** Opening Input material block **
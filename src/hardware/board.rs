//! Blue Pill (STM32F103C8) 板级配置，供各固件共用

use embassy_stm32::gpio::Output;

use super::gpio_led::GpioLed;

/// 应用 [`clock_config`] 后的 HCLK：8MHz HSE 经 PLL 9 倍频
pub const CORE_HZ: u32 = 72_000_000;

/// PC13 上的板载LED，高电平时熄灭
pub type BoardLed = GpioLed<Output<'static>>;

/// 由外部晶振得到 72MHz 的时钟树配置
///
/// # 返回值
/// 配置好 HSE、PLL 和总线分频的 `embassy_stm32::Config`
pub fn clock_config() -> embassy_stm32::Config {
    let mut config = embassy_stm32::Config::default();
    {
        use embassy_stm32::rcc::*;
        config.rcc.hse = Some(Hse {
            freq: embassy_stm32::time::Hertz(8_000_000),
            // 开发板使用外部振荡器
            mode: HseMode::Oscillator,
        });
        config.rcc.pll = Some(Pll {
            src: PllSource::HSE,     // PLL时钟源选择HSE
            prediv: PllPreDiv::DIV1, // 预分频系数
            mul: PllMul::MUL9,       // 倍频系数（8MHz * 9 = 72MHz）
        });
        config.rcc.sys = Sysclk::PLL1_P; // 系统时钟源选择PLL输出
        config.rcc.ahb_pre = AHBPrescaler::DIV1; // AHB预分频（72MHz）
        config.rcc.apb1_pre = APBPrescaler::DIV2; // APB1预分频（36MHz，上限）
        config.rcc.apb2_pre = APBPrescaler::DIV1; // APB2预分频（72MHz）
    }
    config
}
** Closing Input material block **
- **Task to complete**: The line containing "config.rcc.ahb_pre = AHBPrescaler::DIV1;" and every line after it, up to and including the last line of the records, should be reproduced exactly, with nothing else.

- **Solution for this task**:
        config.rcc.ahb_pre = AHBPrescaler::DIV1; // AHB预分频（72MHz）
        config.rcc.apb1_pre = APBPrescaler::DIV2; // APB1预分频（36MHz，上限）
        config.rcc.apb2_pre = APBPrescaler::DIV1; // APB2预分频（72MHz）
    }
    config
}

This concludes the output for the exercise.